Vinnie é carismático, humilde e acima de tudo profissional.  Aqui nos revelou em poucas palavras como andam seus projetos como sua loja de tatuagens em Nova Iorque, sua outra banda que leva seu nome.  Além de deixar escapar algo sobre novo material do Agnostic Front nos revelou também o sentimento da amizade com Roger Miret quando este saiu para tomar um café.  


Invasão de Stigma:
Como está o estúdio de tatuagens, New York Hardcore Tattoos?
STIGMA - Perfeito, funciona muito bem.  

Seu projeto paralero, Stigma, quando lança trabalho novo ou sai em turnê?
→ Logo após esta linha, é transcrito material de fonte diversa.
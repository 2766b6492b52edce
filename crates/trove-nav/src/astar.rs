//! A* search over the navigation graph.

use std::cmp::Ordering;
use std::collections::BinaryHeap;

use glam::Vec2;
use tracing::{debug, trace};
use trove_common::GridCoord;

use crate::graph::{GridNode, NavGraph, NodeIndex};

/// Heuristic scale that breaks ties between equal-cost routes in favor of
/// ones that keep heading straight at the goal.
pub const TIE_BREAK: f32 = 1.001;

/// Manhattan distance between two cells, scaled by [`TIE_BREAK`].
#[must_use]
pub fn heuristic(a: GridCoord, b: GridCoord) -> f32 {
    a.manhattan(b) as f32 * TIE_BREAK
}

/// Open-set entry ordered so that `BinaryHeap` pops the lowest `f` first.
#[derive(Debug, Clone, Copy)]
struct OpenEntry {
    f: f32,
    g: f32,
    node: NodeIndex,
}

impl PartialEq for OpenEntry {
    fn eq(&self, other: &Self) -> bool {
        self.cmp(other) == Ordering::Equal
    }
}

impl Eq for OpenEntry {}

impl PartialOrd for OpenEntry {
    fn partial_cmp(&self, other: &Self) -> Option<Ordering> {
        Some(self.cmp(other))
    }
}

impl Ord for OpenEntry {
    fn cmp(&self, other: &Self) -> Ordering {
        // Reversed for a min-heap; deeper nodes first on equal f, then by
        // index so the search is deterministic.
        other
            .f
            .total_cmp(&self.f)
            .then_with(|| self.g.total_cmp(&other.g))
            .then_with(|| other.node.cmp(&self.node))
    }
}

/// Finds a shortest cardinal route from `start` to `goal`.
///
/// The result runs from `start` to `goal` inclusive. It is empty when
/// either index is unknown or when `goal` is unreachable from `start`;
/// callers treat that as "no path", not as an error.
#[must_use]
pub fn find_path(graph: &NavGraph, start: NodeIndex, goal: NodeIndex) -> Vec<GridNode> {
    let (Some(start_node), Some(goal_node)) = (graph.node(start), graph.node(goal)) else {
        return Vec::new();
    };
    if start == goal {
        return vec![*start_node];
    }

    let goal_cell = goal_node.cell();
    let mut g_score = vec![f32::INFINITY; graph.len()];
    let mut came_from: Vec<Option<NodeIndex>> = vec![None; graph.len()];
    let mut closed = vec![false; graph.len()];
    let mut open = BinaryHeap::new();

    g_score[start] = 0.0;
    open.push(OpenEntry {
        f: heuristic(start_node.cell(), goal_cell),
        g: 0.0,
        node: start,
    });

    let mut expanded = 0usize;
    while let Some(OpenEntry { g, node, .. }) = open.pop() {
        if closed[node] {
            continue;
        }
        if node == goal {
            trace!("A* reached goal after expanding {expanded} nodes");
            return reconstruct(graph, &came_from, goal);
        }
        closed[node] = true;
        expanded += 1;

        for conn in graph.connections(node) {
            if closed[conn.to] {
                continue;
            }
            let tentative = g + conn.cost;
            if tentative < g_score[conn.to] {
                g_score[conn.to] = tentative;
                came_from[conn.to] = Some(node);
                let h = graph
                    .node(conn.to)
                    .map_or(0.0, |n| heuristic(n.cell(), goal_cell));
                open.push(OpenEntry {
                    f: tentative + h,
                    g: tentative,
                    node: conn.to,
                });
            }
        }
    }

    debug!(
        "No path from {:?} to {:?} ({expanded} nodes expanded)",
        start_node.cell(),
        goal_cell
    );
    Vec::new()
}

fn reconstruct(graph: &NavGraph, came_from: &[Option<NodeIndex>], goal: NodeIndex) -> Vec<GridNode> {
    let mut route = Vec::new();
    let mut current = Some(goal);
    while let Some(index) = current {
        if let Some(node) = graph.node(index) {
            route.push(*node);
        }
        current = came_from[index];
    }
    route.reverse();
    route
}

/// Resolves world positions to the nodes under them and searches between
/// them. Positions off the graph give an empty route.
#[must_use]
pub fn find_path_between(graph: &NavGraph, from: Vec2, to: Vec2) -> Vec<GridNode> {
    match (graph.node_at(from), graph.node_at(to)) {
        (Some(start), Some(goal)) => find_path(graph, start.index(), goal.index()),
        _ => Vec::new(),
    }
}

/// Cost of a route (number of cardinal steps).
#[must_use]
pub fn route_cost(route: &[GridNode]) -> f32 {
    route.len().saturating_sub(1) as f32 * crate::graph::STEP_COST
}

#[cfg(test)]
mod tests {
    use super::*;
    use crate::tilemap::TileMap;
    use proptest::prelude::*;
    use std::collections::VecDeque;
    use trove_common::TileSize;

    fn graph_from(rows: &[&str]) -> NavGraph {
        let map = TileMap::from_ascii(rows, TileSize::square(32.0)).expect("valid map");
        NavGraph::build(&map, map.geometry())
    }

    fn index(graph: &NavGraph, x: i32, y: i32) -> NodeIndex {
        graph
            .node_at_cell(GridCoord::new(x, y))
            .expect("walkable cell")
            .index()
    }

    /// Breadth-first step count, used as the optimal-cost oracle.
    fn bfs_distance(graph: &NavGraph, start: NodeIndex, goal: NodeIndex) -> Option<usize> {
        let mut dist = vec![usize::MAX; graph.len()];
        let mut queue = VecDeque::new();
        dist[start] = 0;
        queue.push_back(start);
        while let Some(node) = queue.pop_front() {
            if node == goal {
                return Some(dist[node]);
            }
            for conn in graph.connections(node) {
                if dist[conn.to] == usize::MAX {
                    dist[conn.to] = dist[node] + 1;
                    queue.push_back(conn.to);
                }
            }
        }
        None
    }

    fn assert_valid_route(graph: &NavGraph, route: &[GridNode], start: NodeIndex, goal: NodeIndex) {
        assert_eq!(route.first().map(GridNode::index), Some(start));
        assert_eq!(route.last().map(GridNode::index), Some(goal));
        for pair in route.windows(2) {
            assert!(graph.are_connected(pair[0].index(), pair[1].index()));
        }
    }

    #[test]
    fn test_wall_with_gap() {
        // Column 2 is a wall on rows 0..=3 with a gap at row 4.
        let graph = graph_from(&["..#..", "..#..", "..#..", "..#..", "....."]);
        let start = index(&graph, 0, 0);
        let goal = index(&graph, 4, 0);

        let route = find_path(&graph, start, goal);
        assert_valid_route(&graph, &route, start, goal);
        assert!(route.iter().any(|n| n.cell() == GridCoord::new(2, 4)));
        assert!(route
            .iter()
            .filter(|n| n.cell().x == 2)
            .all(|n| n.cell().y == 4));
        // 4 across + 4 down + 4 up = 12 steps, 13 nodes.
        assert!((route_cost(&route) - 12.0).abs() < f32::EPSILON);
        assert_eq!(route.len(), 13);
    }

    #[test]
    fn test_unreachable_goal_is_empty() {
        let graph = graph_from(&[".....", ".###.", ".#.#.", ".###.", "....."]);
        let start = index(&graph, 0, 0);
        let goal = index(&graph, 2, 2);
        assert!(find_path(&graph, start, goal).is_empty());
    }

    #[test]
    fn test_unknown_indices_are_empty() {
        let graph = graph_from(&["..."]);
        assert!(find_path(&graph, 0, 99).is_empty());
        assert!(find_path(&graph, 99, 0).is_empty());
    }

    #[test]
    fn test_start_equals_goal() {
        let graph = graph_from(&["..."]);
        let route = find_path(&graph, 1, 1);
        assert_eq!(route.len(), 1);
        assert!(route_cost(&route).abs() < f32::EPSILON);
    }

    #[test]
    fn test_find_path_between_world_positions() {
        let graph = graph_from(&["....", "...."]);
        let route = find_path_between(&graph, Vec2::new(5.0, 5.0), Vec2::new(120.0, 40.0));
        assert_eq!(route.len(), 5);
        assert!(find_path_between(&graph, Vec2::new(-5.0, 5.0), Vec2::new(120.0, 40.0)).is_empty());
    }

    #[test]
    fn test_straight_preferred_on_open_grid() {
        let graph = graph_from(&[".....", ".....", "....."]);
        let route = find_path(&graph, index(&graph, 0, 1), index(&graph, 4, 1));
        assert!(route.iter().all(|n| n.cell().y == 1));
    }

    fn arb_grid() -> impl Strategy<Value = (Vec<String>, usize, usize)> {
        (2usize..9, 2usize..9).prop_flat_map(|(w, h)| {
            (
                prop::collection::vec(
                    prop::collection::vec(prop::bool::weighted(0.75), w)
                        .prop_map(|r| r.into_iter().map(|b| if b { '.' } else { '#' }).collect::<String>()),
                    h,
                ),
                0..w * h,
                0..w * h,
            )
        })
    }

    proptest! {
        #[test]
        fn prop_route_valid_and_near_optimal((rows, a, b) in arb_grid()) {
            let rows: Vec<&str> = rows.iter().map(String::as_str).collect();
            let graph = graph_from(&rows);
            prop_assume!(!graph.is_empty());
            let start = a % graph.len();
            let goal = b % graph.len();

            let route = find_path(&graph, start, goal);
            match bfs_distance(&graph, start, goal) {
                None => prop_assert!(route.is_empty()),
                Some(optimal) => {
                    assert_valid_route(&graph, &route, start, goal);
                    let cost = route_cost(&route);
                    prop_assert!(cost >= optimal as f32);
                    prop_assert!(cost <= optimal as f32 * TIE_BREAK + 1e-3);
                }
            }
        }
    }
}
STIGMA - O projeto vai bem, para ser sincero está parado no momento é claro, porque também participa Mike Galo e agora estamos com o Agnostic.  No fim de Novembro começamos a gravar novo material do Agnostic Front e após isso dou um descanço e começo a pensar no Stigma, não tenho pressa.  Enquanto isso gravamos algum clipe ou algo, sem grandes ambições. 

Como descrever sua amizade, se é que podemos chamar assim toda esta conexão que você tem com Roger Miret?

STIGMA - Fui mal casado com ele (risos), estou brincando.  As vezes acho que não tenho outra pessoa que não seja Roger.  Quando meu filho nasceu ele estava presente.  No falecimento de minha mãe também, ele é meu irmão, já é um relacionamento que supera o companheirismo de estar numa banda e todas as coisas que acontecem na vida.  Minha amizade com Roger vai muito além dos palcos. 

Agora, com o fim do CBGB o prego foi aposentado?  (Vinnie possui um prego há quase trinta anos que servia de cabide para seus pertences no antigo clube nova iorquino)

STIGMA - Tenho o prego comigo, roubei de Jesus Cristo (risos).  Já não posso pendurá-lo no clube então fica simbolicamente em casa.  

Como foi For my Family Tour ano passado pela América do Sul?

STIGMA - Foi incrível estar com Madball nesta turnê, esperamos retornar em breve a América do Sul e ao Brasil.   

E o que houve com este show do Hellfest, a banda só tocou vinte minutos?

STIGMA - Tivemos um problema com nosso baterista, que está no hospital agora mesmo se recuperando de uma infecção.  Portanto o baterista do Born From Pain quebrou um galho pra gente, não podíamos cancelar de último minuto e deixar todos esperando.